В ответ Пеппо со свойственной ему грацией отвесил поклон:
– Не прикрыв глаз, на солнце не глядят.
Селянка потупилась, совсем смешавшись, а потом несмело вложила пальцы в ладонь Пеппо, и тот увлек ее в вихрь развеселой гальярды.
Прошло не меньше пяти минут, когда Годелот осознал, что таращится на мошенника с бессмысленно-ошеломленным видом. Тот отплясывал в густой толпе, ведя девицу среди танцующих, и еще ни разу ни с кем не столкнулся, будто все это время прятал на шее под платком вполне зрячие глаза. Вот легко подхватил селянку за талию и ввел в круг, не сбившись с бойкого ритма, рассыпаемого бубном. И шотландец вдруг заметил, что Пеппо улыбается незнакомой ему улыбкой простой человеческой радости. А разрумянившаяся девушка, забывшая в танце недавнее смущение, уже казалась почти хорошенькой.
Но странного танцора заметил не один Годелот. Там и сям в пестрой массе образовались небольшие человеческие буруны – некоторые выбивались из ритмичной круговерти, оглядываясь на слепого плясуна и нарушая общее движение. Кто-то отходил назад поглазеть, мешал прочим, и те тоже останавливались, образуя все разраставшийся круг.
Послышался свист, хлопки, кто-то предложил пари, что мальчишка непременно споткнется. И вот уже Пеппо и девушка вдвоем танцуют на пустой площади, а со всех сторон несутся подбадривающие крики. Вдруг какой-то сомнительный шутник бросил под ноги тетивщику корзину, но тот ловко вспорхнул над препятствием, а селяне снова восторженно загомонили.
– А оборванец-то шустрый! – загрохотал подвыпивший кузнец. – Эй, парнишка! А сдюжишь еще так попрыгать? Не робей, повесели души христианские! Ежели ни разу не сплохуешь – граппой угощу! Паолина! Уйди, детка, от греха!
Пеппо усмехнулся, в развороте упал на колено, словно прося у девушки прощения, и та неохотно выпустила его ладонь, затерявшись среди публики, захваченной нежданной забавой.

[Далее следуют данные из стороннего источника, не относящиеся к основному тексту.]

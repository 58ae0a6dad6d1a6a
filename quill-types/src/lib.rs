pub mod constants;

pub mod ident;
pub use ident::*;

pub mod span;
pub use span::*;

pub trait Spanned {
    fn span(&self) -> Span;
}

impl<T: Spanned> Spanned for Box<T> {
    fn span(&self) -> Span {
        (**self).span()
    }
}
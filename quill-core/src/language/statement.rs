use super::{Expression, FunctionCallExpression, MethodCallExpression, Reference, Variable};
use quill_types::{Span, Spanned};
use std::fmt;

#[derive(Debug, Clone, PartialEq)]
pub enum Statement {
    Block(Block),
    If(IfStatement),
    While(WhileStatement),
    VariableDeclaration(VariableDeclarationStatement),
    VariableReassignment(VariableReassignmentStatement),
    FunctionCall(FunctionCallStatement),
    MethodCall(MethodCallStatement),
    FieldSetter(FieldSetterStatement),
}

/// `{ statements }`, opening a new local scope.
#[derive(Debug, Clone, PartialEq)]
pub struct Block {
    pub statements: Vec<Statement>,
    pub span: Span,
}

/// A block that only runs when its guard holds. Shared by `if` and `while`.
#[derive(Debug, Clone, PartialEq)]
pub struct CheckedBlock {
    pub guard: Expression,
    pub block: Block,
}

/// `if guard { .. } else ..`
///
/// There is no separate else node: an `else { .. }` is an [IfStatement] whose guard is
/// [Expression::True].
#[derive(Debug, Clone, PartialEq)]
pub struct IfStatement {
    pub checked: CheckedBlock,
    pub else_branch: Option<Box<IfStatement>>,
    pub span: Span,
}

#[derive(Debug, Clone, PartialEq)]
pub struct WhileStatement {
    pub checked: CheckedBlock,
    pub span: Span,
}

#[derive(Debug, Clone, PartialEq)]
pub struct VariableDeclarationStatement {
    pub variable: Variable,
}

#[derive(Debug, Clone, PartialEq)]
pub struct VariableReassignmentStatement {
    pub target: Reference,
    pub expression: Expression,
    pub span: Span,
}

#[derive(Debug, Clone, PartialEq)]
pub struct FunctionCallStatement {
    pub call: FunctionCallExpression,
}

#[derive(Debug, Clone, PartialEq)]
pub struct MethodCallStatement {
    pub call: MethodCallExpression,
}

/// `object.field = expression;`
#[derive(Debug, Clone, PartialEq)]
pub struct FieldSetterStatement {
    pub object: Expression,
    pub field: Reference,
    pub expression: Expression,
    pub span: Span,
}

impl IfStatement {
    /// Builds the unconditional branch that stands in for `else { .. }`.
    pub fn else_block(block: Block) -> IfStatement {
        let span = block.span.clone();
        IfStatement {
            checked: CheckedBlock {
                guard: Expression::True { span: span.clone() },
                block,
            },
            else_branch: None,
            span,
        }
    }

    /// Iterates over this branch and every chained else branch, in order.
    pub fn branches(&self) -> impl Iterator<Item = &IfStatement> {
        std::iter::successors(Some(self), |branch| branch.else_branch.as_deref())
    }
}

impl Spanned for Statement {
    fn span(&self) -> Span {
        use Statement::*;
        match self {
            Block(block) => block.span.clone(),
            If(stmt) => stmt.span.clone(),
            While(stmt) => stmt.span.clone(),
            VariableDeclaration(stmt) => stmt.variable.span.clone(),
            VariableReassignment(stmt) => stmt.span.clone(),
            FunctionCall(stmt) => stmt.call.span.clone(),
            MethodCall(stmt) => stmt.call.span.clone(),
            FieldSetter(stmt) => stmt.span.clone(),
        }
    }
}

const INDENT: &str = "    ";

pub(crate) fn write_block(f: &mut fmt::Formatter<'_>, block: &Block, depth: usize) -> fmt::Result {
    writeln!(f, "{{")?;
    for statement in &block.statements {
        write_statement(f, statement, depth + 1)?;
    }
    write!(f, "{}}}", INDENT.repeat(depth))
}

pub(crate) fn write_statement(
    f: &mut fmt::Formatter<'_>,
    statement: &Statement,
    depth: usize,
) -> fmt::Result {
    let indent = INDENT.repeat(depth);
    write!(f, "{indent}")?;
    match statement {
        Statement::Block(block) => write_block(f, block, depth)?,
        Statement::If(stmt) => {
            for (i, branch) in stmt.branches().enumerate() {
                let is_else = i > 0 && matches!(branch.checked.guard, Expression::True { .. });
                match (i, is_else) {
                    (0, _) => write!(f, "if {} ", branch.checked.guard)?,
                    (_, true) => write!(f, " else ")?,
                    (_, false) => write!(f, " else if {} ", branch.checked.guard)?,
                }
                write_block(f, &branch.checked.block, depth)?;
            }
        }
        Statement::While(stmt) => {
            write!(f, "while {} ", stmt.checked.guard)?;
            write_block(f, &stmt.checked.block, depth)?;
        }
        Statement::VariableDeclaration(stmt) => write!(f, "{};", stmt.variable)?,
        Statement::VariableReassignment(stmt) => {
            write!(f, "{} = {};", stmt.target, stmt.expression)?
        }
        Statement::FunctionCall(stmt) => {
            write!(f, "{};", Expression::FunctionCall(stmt.call.clone()))?
        }
        Statement::MethodCall(stmt) => {
            write!(f, "{};", Expression::MethodCall(stmt.call.clone()))?
        }
        Statement::FieldSetter(stmt) => {
            write!(f, "{}.{} = {};", stmt.object, stmt.field, stmt.expression)?
        }
    }
    writeln!(f)
}

impl fmt::Display for Statement {
    fn fmt(&self, f: &mut fmt::Formatter<'_>) -> fmt::Result {
        write_statement(f, self, 0)
    }
}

А тетивщик отсалютовал кузнецу взмахом руки, и игра началась. В пыль летели крышки бочонков, шляпы, пучки хвороста. Музыканты, ожидая награды от разошедшейся толпы, старались вовсю, гальярда с лету вклинилась в тарантеллу, а Пеппо неутомимо танцевал. Десятки глаз, сотни взглядов, мириады жгучих точек жалили тело. Пот на висках и шее шипел от их ожогов, а он все танцевал, будто восточный факир на углях, пляшущий в вихре раскаленных искр, и не чувствовал, как одна из них впивается в самую плоть, будто выжигая тавро…

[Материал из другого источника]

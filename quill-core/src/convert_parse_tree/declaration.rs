use super::Converter;
use crate::{
    language::{
        Attribute, Clazz, Expression, Function, FunctionType, Import, Statement, Trait,
        TraitMethod, Type, Variable,
    },
    parser::{is_keyword, Rule},
};
use pest::iterators::Pair;
use quill_error::{error::CompileError, warning::Warning};
use quill_types::{constants, Spanned};
use std::collections::HashSet;

impl Converter {
    pub(super) fn import_declaration(&mut self, pair: Pair<Rule>) -> Result<Import, CompileError> {
        let span = self.span(&pair);
        let name = pair
            .into_inner()
            .find(|part| part.as_rule() == Rule::ident)
            .map(|part| self.raw_ident(&part))
            .ok_or(CompileError::Internal("Import without a module name.", span.clone()))?;
        Ok(Import { name, span })
    }

    pub(super) fn variable_declaration_statement(
        &mut self,
        pair: Pair<Rule>,
    ) -> Result<Variable, CompileError> {
        match pair.clone().into_inner().next() {
            Some(decl) if decl.as_rule() == Rule::variable_declaration => {
                self.variable_declaration(decl)
            }
            _ => Err(self.cannot_handle(&pair)),
        }
    }

    fn variable_declaration(&mut self, pair: Pair<Rule>) -> Result<Variable, CompileError> {
        let span = self.span(&pair);
        let mut is_constant = true;
        let mut name = None;
        let mut ty = Type::Undetermined;
        let mut initial_expression = None;
        for part in pair.into_inner() {
            match part.as_rule() {
                Rule::mutability => {
                    is_constant = part
                        .into_inner()
                        .all(|keyword| keyword.as_rule() != Rule::var_keyword);
                }
                Rule::ident => name = Some(self.ident(&part)),
                Rule::type_annotation => ty = self.type_annotation(part)?,
                Rule::initializer => initial_expression = Some(self.initializer(part)?),
                _ => return Err(self.cannot_handle(&part)),
            }
        }
        let name = name.ok_or(CompileError::Internal(
            "Variable declaration without a name.",
            span.clone(),
        ))?;
        Ok(Variable {
            ty,
            name,
            initial_expression,
            is_constant,
            span,
        })
    }

    fn type_annotation(&mut self, pair: Pair<Rule>) -> Result<Type, CompileError> {
        match pair.clone().into_inner().next() {
            Some(ty) => self.type_name(ty),
            None => Err(self.cannot_handle(&pair)),
        }
    }

    fn initializer(&mut self, pair: Pair<Rule>) -> Result<Expression, CompileError> {
        match pair.clone().into_inner().next() {
            Some(expr) => self.expression(expr),
            None => Err(self.cannot_handle(&pair)),
        }
    }

    pub(super) fn type_name(&mut self, pair: Pair<Rule>) -> Result<Type, CompileError> {
        let inner = match pair.clone().into_inner().next() {
            Some(inner) => inner,
            None => return Err(self.cannot_handle(&pair)),
        };
        match inner.as_rule() {
            Rule::ident => Ok(Type::from_name(self.ident(&inner))),
            Rule::function_type => {
                let mut types = inner
                    .into_inner()
                    .map(|part| self.type_name(part))
                    .collect::<Result<Vec<_>, _>>()?;
                let return_type = types.pop().unwrap_or(Type::Void);
                if types == [Type::Void] {
                    types.clear();
                }
                Ok(Type::Function(FunctionType {
                    parameters: types,
                    return_type: Box::new(return_type),
                }))
            }
            _ => Err(self.cannot_handle(&inner)),
        }
    }

    fn attribute(&mut self, pair: Pair<Rule>) -> Result<Attribute, CompileError> {
        let name = match pair.clone().into_inner().next() {
            Some(ident) => self.raw_ident(&ident),
            None => return Err(self.cannot_handle(&pair)),
        };
        if !constants::VALID_ATTRIBUTE_NAMES.contains(&name.as_str()) {
            self.warn(
                name.span(),
                Warning::UnknownAttribute {
                    attribute: name.clone(),
                },
            );
        }
        Ok(Attribute { name })
    }

    fn formal_list(&mut self, pair: Pair<Rule>) -> Result<Vec<Variable>, CompileError> {
        let mut formals = vec![];
        for formal in pair.into_inner() {
            let span = self.span(&formal);
            let mut parts = formal.into_inner();
            let (name, ty) = match (parts.next(), parts.next()) {
                (Some(name), Some(ty)) => (self.ident(&name), self.type_name(ty)?),
                _ => return Err(CompileError::Internal("Malformed formal parameter.", span)),
            };
            formals.push(Variable::formal(name, ty, span));
        }
        Ok(formals)
    }

    fn return_type(&mut self, pair: Pair<Rule>) -> Result<Type, CompileError> {
        match pair.clone().into_inner().next() {
            Some(ty) => self.type_name(ty),
            None => Err(self.cannot_handle(&pair)),
        }
    }

    pub(super) fn function_declaration(
        &mut self,
        pair: Pair<Rule>,
    ) -> Result<Function, CompileError> {
        let span = self.span(&pair);
        let mut attributes = vec![];
        let mut name = None;
        let mut formals = vec![];
        let mut return_type = Type::Undetermined;
        let mut statements = vec![];
        let mut trailing_expression = None;
        for part in pair.into_inner().filter(|part| !is_keyword(part.as_rule())) {
            match part.as_rule() {
                Rule::attribute => attributes.push(self.attribute(part)?),
                Rule::ident => name = Some(self.ident(&part)),
                Rule::formal_list => formals = self.formal_list(part)?,
                Rule::return_type => return_type = self.return_type(part)?,
                Rule::function_body => {
                    (statements, trailing_expression) = self.function_body(part)?;
                }
                _ => return Err(self.cannot_handle(&part)),
            }
        }
        let name = name.ok_or(CompileError::Internal(
            "Function declaration without a name.",
            span.clone(),
        ))?;
        Ok(Function {
            attributes,
            return_type,
            name,
            formals,
            statements,
            trailing_expression,
            span,
        })
    }

    fn function_body(
        &mut self,
        pair: Pair<Rule>,
    ) -> Result<(Vec<Statement>, Option<Expression>), CompileError> {
        let mut statements = vec![];
        let mut trailing_expression = None;
        for part in pair.into_inner() {
            match part.as_rule() {
                Rule::statement_list => statements = self.statement_list(part)?,
                Rule::expression => trailing_expression = Some(self.expression(part)?),
                _ => return Err(self.cannot_handle(&part)),
            }
        }
        Ok((statements, trailing_expression))
    }

    pub(super) fn clazz_declaration(&mut self, pair: Pair<Rule>) -> Result<Clazz, CompileError> {
        let span = self.span(&pair);
        let mut name = None;
        let mut traits = vec![];
        let mut members = vec![];
        for part in pair.into_inner().filter(|part| !is_keyword(part.as_rule())) {
            match part.as_rule() {
                Rule::ident => name = Some(self.ident(&part)),
                Rule::trait_list => {
                    traits = part.into_inner().map(|name| self.ident(&name)).collect();
                }
                Rule::class_member => members.extend(part.into_inner()),
                _ => return Err(self.cannot_handle(&part)),
            }
        }
        let name = name.ok_or(CompileError::Internal(
            "Class declaration without a name.",
            span.clone(),
        ))?;

        // Same sweep as at module level: fields first, then methods.
        let mut declared = HashSet::new();
        let mut fields = vec![];
        for member in members
            .iter()
            .filter(|member| member.as_rule() == Rule::variable_declaration_statement)
        {
            let field = self.variable_declaration_statement(member.clone())?;
            self.note_declared(&mut declared, &field.name);
            fields.push(field);
        }
        let mut methods = vec![];
        let mut constructor = None;
        for member in members
            .iter()
            .filter(|member| member.as_rule() == Rule::function_declaration)
        {
            let method = self.function_declaration(member.clone())?;
            if method.name.as_str() == constants::CONSTRUCTOR_NAME {
                if let Some(overridden) = constructor.replace(method) {
                    self.warn(
                        overridden.name.span(),
                        Warning::ConstructorOverridden {
                            clazz_name: name.clone(),
                        },
                    );
                }
                continue;
            }
            self.note_declared(&mut declared, &method.name);
            methods.push(method);
        }

        Ok(Clazz {
            name,
            fields,
            methods,
            constructor,
            traits,
            span,
        })
    }

    pub(super) fn trait_declaration(&mut self, pair: Pair<Rule>) -> Result<Trait, CompileError> {
        let span = self.span(&pair);
        let mut name = None;
        let mut methods = vec![];
        for part in pair.into_inner().filter(|part| !is_keyword(part.as_rule())) {
            match part.as_rule() {
                Rule::ident => name = Some(self.ident(&part)),
                Rule::trait_body => {
                    for signature in part.into_inner() {
                        methods.push(self.function_signature(signature)?);
                    }
                }
                _ => return Err(self.cannot_handle(&part)),
            }
        }
        let name = name.ok_or(CompileError::Internal(
            "Trait declaration without a name.",
            span.clone(),
        ))?;
        Ok(Trait {
            name,
            methods,
            span,
        })
    }

    fn function_signature(&mut self, pair: Pair<Rule>) -> Result<TraitMethod, CompileError> {
        let span = self.span(&pair);
        let mut name = None;
        let mut formals = vec![];
        let mut return_type = Type::Void;
        for part in pair.into_inner().filter(|part| !is_keyword(part.as_rule())) {
            match part.as_rule() {
                Rule::ident => name = Some(self.ident(&part)),
                Rule::formal_list => formals = self.formal_list(part)?,
                Rule::return_type => return_type = self.return_type(part)?,
                _ => return Err(self.cannot_handle(&part)),
            }
        }
        let name = name.ok_or(CompileError::Internal(
            "Trait method without a name.",
            span.clone(),
        ))?;
        Ok(TraitMethod {
            name,
            formals,
            return_type,
            span,
        })
    }
}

…Потрясенный взгляд следил за танцором из-за спин. Человек в монашеской рясе и невзрачном плаще, нелепо-черный, неуместно-строгий в этой веселой многоцветной толпе, неподвижно смотрел вперед, беззвучно шевеля губами, обметанными поверху бисеринками пота.
Там, на деревенской площади, в пронизанных солнцем клубах пыли танцевал призрак. Взлетал над землей, невесомо раскидывая руки, взмахивал спутанной черной гривой. Лицо, словно в кошмарном сне, было перечеркнуто повязкой. Лоскутьями колыхались рукава изорванной камизы. А призрак улыбался. Одиннадцать лет он таился где-то в чулане, в темном погребе, в сыром подвале. Одиннадцать лет был мертв и забыт. Одиннадцать лет взращивал свою злобу. И вот вырвался на волю и пляшет в солнечных лучах – слепая ненависть, упоенная месть.

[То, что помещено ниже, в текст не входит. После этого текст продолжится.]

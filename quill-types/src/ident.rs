use crate::{span::Span, Spanned};
use std::{
    cmp::{Ord, Ordering},
    fmt,
    hash::{Hash, Hasher},
    sync::Arc,
};

pub trait Named {
    fn name(&self) -> &BaseIdent;
}

#[derive(Clone)]
pub struct BaseIdent {
    name_override_opt: Option<Arc<String>>,
    span: Span,
}

impl BaseIdent {
    pub fn as_str(&self) -> &str {
        self.name_override_opt
            .as_deref()
            .map(|x| x.as_str())
            .unwrap_or_else(|| self.span.as_str())
    }

    pub fn name_override_opt(&self) -> Option<&str> {
        self.name_override_opt.as_deref().map(|x| x.as_str())
    }

    pub fn new(span: Span) -> Ident {
        let span = span.trim();
        Ident {
            name_override_opt: None,
            span,
        }
    }

    pub fn new_with_override(name_override: String, span: Span) -> Ident {
        Ident {
            name_override_opt: Some(Arc::new(name_override)),
            span,
        }
    }

    pub fn new_no_span(name: String) -> Ident {
        Ident {
            name_override_opt: Some(Arc::new(name)),
            span: Span::dummy(),
        }
    }
}

/// An [Ident] is an _identifier_ with a corresponding `span` from which it was derived.
/// It relies on a custom implementation of Hash which only looks at its textual name
/// representation, so that namespacing isn't reliant on the span itself, which will
/// often be different.
pub type Ident = BaseIdent;

impl Hash for Ident {
    fn hash<H: Hasher>(&self, state: &mut H) {
        self.as_str().hash(state);
    }
}

impl PartialEq for Ident {
    fn eq(&self, other: &Self) -> bool {
        self.as_str() == other.as_str()
    }
}

impl PartialEq<str> for Ident {
    fn eq(&self, other: &str) -> bool {
        self.as_str() == other
    }
}

impl Ord for Ident {
    fn cmp(&self, other: &Self) -> Ordering {
        self.as_str().cmp(other.as_str())
    }
}

impl PartialOrd for Ident {
    fn partial_cmp(&self, other: &Self) -> Option<Ordering> {
        Some(self.cmp(other))
    }
}

impl Eq for Ident {}

impl Spanned for Ident {
    fn span(&self) -> Span {
        self.span.clone()
    }
}

impl fmt::Display for Ident {
    fn fmt(&self, formatter: &mut fmt::Formatter) -> fmt::Result {
        write!(formatter, "{}", self.as_str())
    }
}

impl fmt::Debug for Ident {
    fn fmt(&self, formatter: &mut fmt::Formatter) -> fmt::Result {
        write!(formatter, "{}", self.as_str())
    }
}

#[cfg(test)]
mod tests {
    use super::*;
    use std::collections::HashSet;

    #[test]
    fn equality_ignores_span() {
        let src: Arc<str> = Arc::from("point point");
        let a = Ident::new(Span::new(src.clone(), 0, 5, None).unwrap());
        let b = Ident::new(Span::new(src, 6, 11, None).unwrap());
        assert_eq!(a, b);

        let mut set = HashSet::new();
        set.insert(a);
        assert!(set.contains(&b));
    }

    #[test]
    fn override_keeps_original_span() {
        let src: Arc<str> = Arc::from("fn main()");
        let span = Span::new(src, 3, 7, None).unwrap();
        let renamed = Ident::new_with_override("__quill_main".into(), span);
        assert_eq!(renamed.as_str(), "__quill_main");
        assert_eq!(renamed.span().as_str(), "main");
    }
}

Человек в рясе вздрогнул, брезгливо отер пот колючим рукавом и снова судорожно вскинул глаза. Что за бред. Мальчик… Просто мальчик, подмастерье. Долговязый, оборванный, пышущий диковатой отроческой силой, крепкой брагой будущего мужчины. Так что же, показалось? Привиделось после стольких лет, словно закровил давно заживший рубец?
Человека в рясе кто-то толкал, испуганно извиняясь, кто-то на миг загораживал ему танцора, кто-то свистел, кто-то хохотал. Но клирик ничего не замечал. Он лишь смотрел и смотрел, так же шевеля губами, неловко вертя в руке четки и все глубже выжигая невидимое тавро.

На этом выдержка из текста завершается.